En 1957 se firma en España el trato que daría inicio al Frente Nacional. En 1958, el mismo año de las elecciones que ganaría Alberto Lleras Camargo por el partido Liberal, una de las novelas que trazó ese nuevo camino en la narrativa colombiana hacia la excelencia literaria fue publicada. Hablo de El coronel no tiene quien le escriba, de Gabriel García Márquez. Con él entramos en esa distinción que Figueroa le reconoce a Marino Troncoso: pasamos de la Literatura en La Violencia a la Literatura de La Violencia.
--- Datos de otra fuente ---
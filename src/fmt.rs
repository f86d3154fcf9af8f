//! Shared formatting helpers for table cells and the print mode.
//!
//! Pure string formatting only; no ratatui styles live here.

use chrono::{DateTime, Utc};

/// Shown in place of an absent optional value.
pub const PLACEHOLDER: &str = "—";

/// Format a registration date as `March 10, 2024` (UTC).
pub fn format_date(ts: &DateTime<Utc>) -> String {
    ts.format("%B %-d, %Y").to_string()
}

/// Format a full timestamp as `2024-03-10 10:30 UTC`.
pub fn format_timestamp(ts: &DateTime<Utc>) -> String {
    ts.format("%Y-%m-%d %H:%M UTC").to_string()
}

/// Truncate `s` to at most `max` characters, ending with `…` when cut.
pub fn truncate(s: &str, max: usize) -> String {
    if s.chars().count() <= max {
        return s.to_string();
    }
    if max == 0 {
        return String::new();
    }
    let mut out: String = s.chars().take(max - 1).collect();
    out.push('…');
    out
}
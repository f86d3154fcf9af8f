//! Parser for `created_at` values coming from the store.
//!
//! Supported formats:
//! - RFC 3339: `2024-03-10T10:30:00Z`, `2024-03-10T10:30:00.123+02:00`
//! - Naive date-time (UTC): `2024-03-10T10:30:00`, `2024-03-10 10:30:00`
//! - Date only (midnight UTC): `2024-03-10`

use chrono::{DateTime, NaiveDate, NaiveDateTime, NaiveTime, TimeZone, Utc};

const NAIVE_FORMATS: &[&str] = &[
    "%Y-%m-%dT%H:%M:%S%.f",
    "%Y-%m-%dT%H:%M:%S",
    "%Y-%m-%dT%H:%M",
    "%Y-%m-%d %H:%M:%S%.f",
    "%Y-%m-%d %H:%M:%S",
];

/// Error type for timestamp parsing failures.
#[derive(Debug, Clone, PartialEq, Eq, thiserror::Error)]
#[error("unrecognized timestamp '{input}'")]
pub struct TimestampParseError {
    pub input: String,
}

/// Parses a `created_at` string into a UTC timestamp.
///
/// Input is not trimmed: surrounding whitespace makes the value invalid.
///
/// # Examples
///
/// ```
/// use regdash::util::parse_created_at;
///
/// let ts = parse_created_at("2024-03-10T10:30:00Z").unwrap();
/// assert_eq!(ts.timestamp(), 1_710_066_600);
/// ```
pub fn parse_created_at(input: &str) -> Result<DateTime<Utc>, TimestampParseError> {
    // chrono skips leading spaces for numeric fields.
    if input.trim() != input {
        return Err(TimestampParseError {
            input: input.to_string(),
        });
    }

    if let Some(ts) = try_parse_rfc3339(input) {
        return Ok(ts);
    }

    if let Some(ts) = try_parse_naive(input) {
        return Ok(ts);
    }

    if let Some(ts) = try_parse_date_only(input) {
        return Ok(ts);
    }

    Err(TimestampParseError {
        input: input.to_string(),
    })
}

fn try_parse_rfc3339(input: &str) -> Option<DateTime<Utc>> {
    DateTime::parse_from_rfc3339(input)
        .ok()
        .map(|dt| dt.with_timezone(&Utc))
}

fn try_parse_naive(input: &str) -> Option<DateTime<Utc>> {
    NAIVE_FORMATS
        .iter()
        .find_map(|fmt| NaiveDateTime::parse_from_str(input, fmt).ok())
        .map(|naive| Utc.from_utc_datetime(&naive))
}

fn try_parse_date_only(input: &str) -> Option<DateTime<Utc>> {
    let date = NaiveDate::parse_from_str(input, "%Y-%m-%d").ok()?;
    Some(Utc.from_utc_datetime(&date.and_time(NaiveTime::MIN)))
}
//! Load lifecycle of one dashboard session.
//!
//! A session fetches the collection once and holds it read-only. A re-sync
//! starts a fresh load; at most one load is in flight at a time, and a
//! result that arrives for an older load is discarded.

use chrono::{DateTime, Utc};
use tracing::{debug, info, warn};

use crate::model::{Registration, Rejection};
use crate::provider::{ConnectionError, LoadReport};

/// Where the session is in its load cycle.
#[derive(Debug, Clone, PartialEq, Eq, Default)]
pub enum LoadPhase {
    /// Nothing requested yet.
    #[default]
    Idle,
    /// A fetch is in flight; rows must not be projected.
    Loading,
    /// The collection is available.
    Ready,
    /// The last fetch failed; the message is shown in a blocking overlay.
    Failed(String),
}

/// Records plus load state, owned by the hosting shell.
#[derive(Debug, Default)]
pub struct Session {
    phase: LoadPhase,
    records: Vec<Registration>,
    rejected: Vec<Rejection>,
    generation: u64,
    loaded_at: Option<DateTime<Utc>>,
}

impl Session {
    pub fn new() -> Self {
        Self::default()
    }

    pub fn phase(&self) -> &LoadPhase {
        &self.phase
    }

    pub fn is_loading(&self) -> bool {
        self.phase == LoadPhase::Loading
    }

    pub fn is_ready(&self) -> bool {
        self.phase == LoadPhase::Ready
    }

    /// Error message of a failed load.
    pub fn error(&self) -> Option<&str> {
        match &self.phase {
            LoadPhase::Failed(msg) => Some(msg),
            _ => None,
        }
    }

    /// The loaded collection. Empty unless the session is ready.
    pub fn records(&self) -> &[Registration] {
        &self.records
    }

    pub fn rejected(&self) -> &[Rejection] {
        &self.rejected
    }

    pub fn loaded_at(&self) -> Option<DateTime<Utc>> {
        self.loaded_at
    }

    /// Starts a new load and returns its generation, or `None` if a load is
    /// already in flight.
    ///
    /// Previously loaded records are dropped: a re-sync starts from scratch.
    pub fn begin_load(&mut self) -> Option<u64> {
        if self.is_loading() {
            debug!(generation = self.generation, "load already in flight");
            return None;
        }
        self.generation += 1;
        self.phase = LoadPhase::Loading;
        self.records.clear();
        self.rejected.clear();
        self.loaded_at = None;
        debug!(generation = self.generation, "load started");
        Some(self.generation)
    }

    /// Applies the result of load `generation`.
    ///
    /// Returns `false` (and changes nothing) if the result is stale.
    pub fn finish_load(
        &mut self,
        generation: u64,
        result: Result<LoadReport, ConnectionError>,
    ) -> bool {
        if generation != self.generation || !self.is_loading() {
            debug!(
                generation,
                current = self.generation,
                "discarding stale load result"
            );
            return false;
        }

        match result {
            Ok(report) => {
                info!(
                    generation,
                    records = report.records.len(),
                    rejected = report.rejected.len(),
                    "session ready"
                );
                self.records = report.records;
                self.rejected = report.rejected;
                self.loaded_at = Some(Utc::now());
                self.phase = LoadPhase::Ready;
            }
            Err(e) => {
                warn!(generation, error = %e, "load failed");
                self.phase = LoadPhase::Failed(e.to_string());
            }
        }
        true
    }
}
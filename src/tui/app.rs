//! Main TUI application.

use std::io::{self, Write};
use std::sync::Arc;
use std::sync::mpsc::Sender;
use std::thread;
use std::time::{Duration, Instant};

use crossterm::execute;
use crossterm::terminal::{
    EnterAlternateScreen, LeaveAlternateScreen, disable_raw_mode, enable_raw_mode,
};
use ratatui::Terminal;
use ratatui::backend::CrosstermBackend;
use tracing::{info, warn};

use crate::provider::RecordSource;
use crate::view::ViewState;

use super::clipboard::copy_to_clipboard;
use super::event::{Event, EventHandler};
use super::input::{KeyAction, handle_key};
use super::render::render;
use super::state::AppState;

/// Startup options for the dashboard.
#[derive(Debug, Clone)]
pub struct AppOptions {
    pub title: String,
    /// Initial search, type filter, sort order and columns.
    pub view: ViewState,
}

impl Default for AppOptions {
    fn default() -> Self {
        Self {
            title: "Registrations Admin".to_string(),
            view: ViewState::default(),
        }
    }
}

/// Main TUI application.
pub struct App {
    source: Arc<dyn RecordSource + Send + Sync>,
    state: AppState,
    should_quit: bool,
}

impl App {
    /// Creates a new App reading from `source`.
    pub fn new(source: Arc<dyn RecordSource + Send + Sync>, options: AppOptions) -> Self {
        let state = AppState::new(options.title, source.describe(), options.view);
        Self {
            source,
            state,
            should_quit: false,
        }
    }

    /// Runs the TUI application.
    pub fn run(mut self, tick_rate: Duration) -> io::Result<()> {
        // Setup terminal
        enable_raw_mode()?;
        let mut stdout = io::stdout();
        execute!(stdout, EnterAlternateScreen)?;
        let backend = CrosstermBackend::new(stdout);
        let mut terminal = Terminal::new(backend)?;

        let events = EventHandler::new(tick_rate);

        // Initial fetch
        self.start_load(events.sender());

        let result = self.event_loop(&mut terminal, &events);

        // Restore terminal even if the loop failed
        disable_raw_mode()?;
        execute!(terminal.backend_mut(), LeaveAlternateScreen)?;
        terminal.show_cursor()?;

        result
    }

    fn event_loop(
        &mut self,
        terminal: &mut Terminal<CrosstermBackend<io::Stdout>>,
        events: &EventHandler,
    ) -> io::Result<()> {
        loop {
            terminal.draw(|frame| render(frame, &mut self.state))?;

            match events.next() {
                Ok(Event::Tick) => self.state.expire_status(Instant::now()),
                Ok(Event::Key(key)) => {
                    let action = handle_key(&mut self.state, key);
                    self.dispatch(action, terminal.backend_mut(), events.sender())?;
                }
                Ok(Event::Resize) => {}
                Ok(Event::Loaded { generation, result }) => {
                    self.state.session.finish_load(generation, result);
                }
                Err(_) => self.should_quit = true,
            }

            if self.should_quit {
                return Ok(());
            }
        }
    }

    /// Carries out a key action. Clipboard sequences are written to `out`.
    fn dispatch<W: Write>(
        &mut self,
        action: KeyAction,
        out: &mut W,
        tx: Sender<Event>,
    ) -> io::Result<()> {
        match action {
            KeyAction::Quit => self.should_quit = true,
            KeyAction::Reload => self.start_load(tx),
            KeyAction::Copy { what, text } => {
                copy_to_clipboard(out, &text)?;
                self.state.set_status(format!("{} copied", what));
            }
            KeyAction::None => {}
        }
        Ok(())
    }

    /// Starts a fetch on a worker thread unless one is already in flight.
    fn start_load(&mut self, tx: Sender<Event>) {
        let Some(generation) = self.state.session.begin_load() else {
            self.state.set_status("Sync already in progress");
            return;
        };
        info!(generation, source = %self.state.source_label, "syncing registrations");

        let source = Arc::clone(&self.source);
        thread::spawn(move || {
            let result = source.fetch_all();
            if tx.send(Event::Loaded { generation, result }).is_err() {
                warn!(generation, "event loop gone before load finished");
            }
        });
    }
}
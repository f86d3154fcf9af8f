//! Quit confirmation popup widget.

use ratatui::Frame;
use ratatui::layout::{Alignment, Rect};
use ratatui::text::{Line, Span};
use ratatui::widgets::{Block, Borders, Clear, Paragraph};

use crate::tui::style::Styles;

use super::centered;

/// Renders a centered quit confirmation popup.
pub fn render_quit_confirm(frame: &mut Frame, area: Rect) {
    let popup_width = (area.width * 50 / 100).clamp(40, 60);
    let popup_height = area.height.clamp(7, 9);
    let popup_area = centered(area, popup_width, popup_height);

    frame.render_widget(Clear, popup_area);

    let block = Block::default()
        .title(" Exit regdash ")
        .borders(Borders::ALL)
        .border_style(Styles::popup_border());
    let inner = block.inner(popup_area);
    frame.render_widget(block, popup_area);

    let content = vec![
        Line::from("Are you sure you want to quit?"),
        Line::from(""),
        Line::from(vec![
            Span::styled("Enter", Styles::help_key()),
            Span::styled(" or ", Styles::help()),
            Span::styled("q", Styles::help_key()),
            Span::styled(" → quit", Styles::help()),
        ]),
        Line::from(vec![
            Span::styled("Esc", Styles::help_key()),
            Span::styled(" or ", Styles::help()),
            Span::styled("n", Styles::help_key()),
            Span::styled(" → cancel", Styles::help()),
        ]),
    ];

    let paragraph = Paragraph::new(content)
        .alignment(Alignment::Center)
        .style(Styles::default());
    frame.render_widget(paragraph, inner);
}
Ya el ejercicio literario había despertado a una búsqueda estética mucho más acentuada y consciente, fruto del distanciamiento temporal y experiencial respecto al periodo de La Violencia; ahora se trataba de darle forma a esta búsqueda y levantar una nueva narrativa, un nuevo discurso en el que esta forma tuviera el lugar indicado, sin descuidar del todo el hecho histórico, ni el poder de dar rienda suelta a la creación literaria en medio de esta nueva producción, la cual ha sido descrita por algunos estudiosos así:

La Narrativa de la Violencia reelabora hechos, ficcionalizándolos o reinventándolos, para crear espacios literarios donde la realidad transfigurada permite comprender más y mejor móviles ocultos, efectos desencadenantes o secuelas irresueltas de la Violencia, la cual puede percibirse a través de imágenes significantes, cadenas simbólicas o alegorizaciones de todo tipo; tales sistemas estéticos de representación incluyen lo subjetivo y lo objetivo, lo personal y lo colectivo, lo sicológico y lo sociológico, lo visible y lo invisible, lo documental y lo ficcional. (Figueroa, 58)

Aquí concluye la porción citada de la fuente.